Ceux qui travaillent dans une entreprise internationale savent que le rapport au travail d’un Allemand, d’un Coréen, d’un Italien ou d’un Français est très différent.
Et quand on « descend » au niveau individuel, les écarts dans les aspirations se creusent bien plus. L’appréciation du « bonheur » reste en effet très «subjective ».

En revanche, repérer un mal-être, généralisé, localisé ou individuel est à la portée du premier manager venu. En déterminer les causes – et les remèdes – peut parfois être plus délicat.

La première de ces causes, évidemment, est la menace sur la survie de l’entreprise. Il faut rappeler sans cesse qu’il est plus facile de vivre dans une entreprise riche et en bonne santé (qui se développe) que dans une entreprise pauvre et malade.

Et pourtant, alors même que tous les indicateurs économiques sont au vert, on entend souvent :

dans cette boîte, dans ce service, l’ambiance est pourrie».

D’emblée, rappelons cette évidence qu’une entreprise est avant tout un lieu où se nouent des coopérations,  où se créent des interactions entre des êtres humains.
Or, si l’on en croit Jean-Paul Sartre «l’enfer c’est les autres».

Parmi ces autres, le plus important c’est votre boss, votre chef, votre patron direct. Il est censé donner du sens à vos actions sans être autocrate, favoriser votre épanouissement  sans vous infantiliser,  promouvoir le travail transversal mais intervenir pour arbitrer, déléguer mais décider vite, décider vite mais vous écouter, vous féliciter mais sans complaisance,  vous recadrer mais avec doigté…

Le manager idéal serait donc une espèce de surhomme capable de résoudre une multitude de contradictions insolubles.
Évidemment,  quand il s’empêtre, « ça retombe sur vous. »
Pour le moins, c’est ainsi que vous le vivez.

Alors, dites-vous bien que votre vie au bureau serait plus sereine si vous acceptiez, une bonne fois pour toutes, que le chef idéal n’existe pas et qu’une partie de vos enjeux, de vos talents réside dans votre capacité à vous accommoder d’un chef imparfait.

Si on veut bien considérer avec bienveillance les injonctions auxquelles il doit faire face, si on veut bien prendre le temps de l’écouter comme on aimerait qu’il nous écoute, un chef imparfait – et ils le sont tous – ça se gère !
(Je vous invite à découvrir la rubrique « Comment gérer son chef ? » sur mon blog)

Dès lors, évidemment, qu’il n’est pas un vrai sale con.

En effet, l’autre figure emblématique du malaise au bureau c’est le sale con ! Le vrai méchant, le pervers qui se délecte des disgrâces des collègues, l’expert du savonnage de planche, le virtuose des coups en douce…
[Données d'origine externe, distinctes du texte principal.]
//! Live store layout
//!
//! The record store itself is an opaque JSON file owned by another
//! component; snapvault only creates the layout around it on first run.

pub mod init;

pub use init::initialize_storage;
Celui que tout le monde déteste mais que tout le monde craint. Celui qui passe son temps dans le bureau du chef à débiner ses collègues ou ses collaborateurs, celui dont le plaisir consiste à vous voir souffrir.

Toutes les organisations n’en nourrissent pas en leur sein, mais toutes courent le risque d’en voir surgir un qui pourrira l’ambiance bien plus sûrement que le client exigeant ou le fournisseur négligent.
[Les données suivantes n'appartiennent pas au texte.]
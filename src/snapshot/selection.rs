//! Snapshot selection providers
//!
//! A restore needs two answers from whoever drives it: which snapshot, and
//! whether to go ahead. `SelectionProvider` is that capability; the restore
//! executor never reads input itself.

use std::io::{BufRead, Write};

use chrono::Utc;

use super::catalog::Snapshot;
use crate::display::format_snapshot_list;
use crate::error::{SnapvaultError, SnapvaultResult};

/// Chooses a snapshot to restore and confirms the overwrite
pub trait SelectionProvider {
    /// Pick a position in `snapshots` (newest first), or `None` to cancel
    fn choose(&mut self, snapshots: &[Snapshot]) -> SnapvaultResult<Option<usize>>;

    /// Confirm that the live store may be overwritten from `snapshot`
    fn confirm(&mut self, snapshot: &Snapshot) -> SnapvaultResult<bool>;
}

/// A selection decided up front (command-line flags, RPC arguments, tests)
#[derive(Debug, Clone, Copy, PartialEq, Eq)]
pub struct PresetSelection {
    /// Zero-based position in the newest-first listing
    pub index: usize,
    /// Whether the caller already confirmed the overwrite
    pub confirmed: bool,
}

impl PresetSelection {
    pub fn new(index: usize, confirmed: bool) -> Self {
        Self { index, confirmed }
    }
}

impl SelectionProvider for PresetSelection {
    fn choose(&mut self, snapshots: &[Snapshot]) -> SnapvaultResult<Option<usize>> {
        if self.index >= snapshots.len() {
            return Err(SnapvaultError::Validation(format!(
                "snapshot index {} is out of range (1-{})",
                self.index + 1,
                snapshots.len()
            )));
        }
        Ok(Some(self.index))
    }

    fn confirm(&mut self, _snapshot: &Snapshot) -> SnapvaultResult<bool> {
        Ok(self.confirmed)
    }
}

/// Line-based prompt over any reader/writer pair
///
/// Shows the numbered listing, reads a 1-based number (blank or EOF
/// cancels), then asks for `y`/`yes` before an overwrite.
pub struct TerminalSelector<R, W> {
    input: R,
    output: W,
}

impl<R: BufRead, W: Write> TerminalSelector<R, W> {
    pub fn new(input: R, output: W) -> Self {
        Self { input, output }
    }

    fn prompt(&mut self, question: &str) -> SnapvaultResult<Option<String>> {
        write!(self.output, "{}", question)?;
        self.output.flush()?;

        let mut line = String::new();
        if self.input.read_line(&mut line)? == 0 {
            return Ok(None);
        }

        let answer = line.trim();
        Ok((!answer.is_empty()).then(|| answer.to_string()))
    }
}

impl<R: BufRead, W: Write> SelectionProvider for TerminalSelector<R, W> {
    fn choose(&mut self, snapshots: &[Snapshot]) -> SnapvaultResult<Option<usize>> {
        writeln!(self.output, "{}", format_snapshot_list(snapshots, Utc::now()))?;
        writeln!(self.output)?;

        let question = format!(
            "Select a snapshot to restore [1-{}] (blank to cancel): ",
            snapshots.len()
        );
        let Some(answer) = self.prompt(&question)? else {
            return Ok(None);
        };

        match answer.parse::<usize>() {
            Ok(n) if (1..=snapshots.len()).contains(&n) => Ok(Some(n - 1)),
            _ => Err(SnapvaultError::Validation(format!(
                "'{}' is not a snapshot number between 1 and {}",
                answer,
                snapshots.len()
            ))),
        }
    }

    fn confirm(&mut self, snapshot: &Snapshot) -> SnapvaultResult<bool> {
        writeln!(
            self.output,
            "WARNING: restoring {} overwrites the current data.",
            snapshot.name
        )?;

        let answer = self.prompt("Proceed? [y/N]: ")?;
        Ok(matches!(
            answer.as_deref().map(str::to_ascii_lowercase).as_deref(),
            Some("y") | Some("yes")
        ))
    }
}

#[cfg(test)]
mod tests {
    use super::*;
    use std::io::Cursor;
    use std::path::PathBuf;

    fn snapshots(count: usize) -> Vec<Snapshot> {
        (0..count)
            .map(|i| Snapshot {
                name: format!("backup-2024-01-{:02}T00-00-00-000Z.tar.gz", 10 - i),
                path: PathBuf::from(format!("{}", i)),
                created_at: Utc::now(),
                size_bytes: 10,
            })
            .collect()
    }

    #[test]
    fn test_preset_selection() {
        let list = snapshots(3);
        let mut preset = PresetSelection::new(2, true);

        assert_eq!(preset.choose(&list).unwrap(), Some(2));
        assert!(preset.confirm(&list[2]).unwrap());
    }

    #[test]
    fn test_preset_out_of_range() {
        let mut preset = PresetSelection::new(3, true);
        let err = preset.choose(&snapshots(3)).unwrap_err();
        assert!(matches!(err, SnapvaultError::Validation(_)));
    }

    #[test]
    fn test_terminal_choose_and_confirm() {
        let list = snapshots(3);
        let mut output = Vec::new();
        let mut selector = TerminalSelector::new(Cursor::new("2\nyes\n"), &mut output);

        assert_eq!(selector.choose(&list).unwrap(), Some(1));
        assert!(selector.confirm(&list[1]).unwrap());

        let shown = String::from_utf8(output).unwrap();
        assert!(shown.contains("backup-2024-01-10T00-00-00-000Z.tar.gz"));
        assert!(shown.contains("[1-3]"));
        assert!(shown.contains("Proceed?"));
    }

    #[test]
    fn test_terminal_blank_cancels() {
        let mut output = Vec::new();
        let mut selector = TerminalSelector::new(Cursor::new("\n"), &mut output);
        assert_eq!(selector.choose(&snapshots(2)).unwrap(), None);
    }

    #[test]
    fn test_terminal_eof_declines() {
        let list = snapshots(1);
        let mut output = Vec::new();
        let mut selector = TerminalSelector::new(Cursor::new(""), &mut output);
        assert!(!selector.confirm(&list[0]).unwrap());
    }

    #[test]
    fn test_terminal_rejects_bad_number() {
        let mut output = Vec::new();
        let mut selector = TerminalSelector::new(Cursor::new("9\n"), &mut output);
        let err = selector.choose(&snapshots(2)).unwrap_err();
        assert!(matches!(err, SnapvaultError::Validation(_)));
    }
}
Les entreprises s’honoreraient à se fixer comme priorité managériale l’éradication des sales cons, en commençant par ceux qui ont des responsabilités managériales. C’est assez facile à faire car, les vrais sales cons sont parfaitement identifiables :
sur le podium de la méchanceté, ils font l’unanimité et personne, vraiment personne, ne leur reconnaît de circonstances atténuantes.

Mais, bien entendu, il faut lever l’omerta qui généralement entoure leurs nuisibles agissements.

Autre domaine qui mériterait d’être abordé franchement, c’est  ce que les sociologues nomment  «les irritants sociaux».  Tous ces petits dysfonctionnements qui ne sont jamais réglés et qui agacent, mais agacent…

De la moquette sale au réseau informatique qui tombe régulièrement en rideau, de l’ascenseur qui se bloque à la clim qui fonctionne à l’envers, de l’inévitable rupture de stock de papier au fil électrique qui traîne…

Tous ces détails donnent le sentiment que « la direction » néglige – ou pire encore, ignore – les problèmes quotidiens de ses collaborateurs.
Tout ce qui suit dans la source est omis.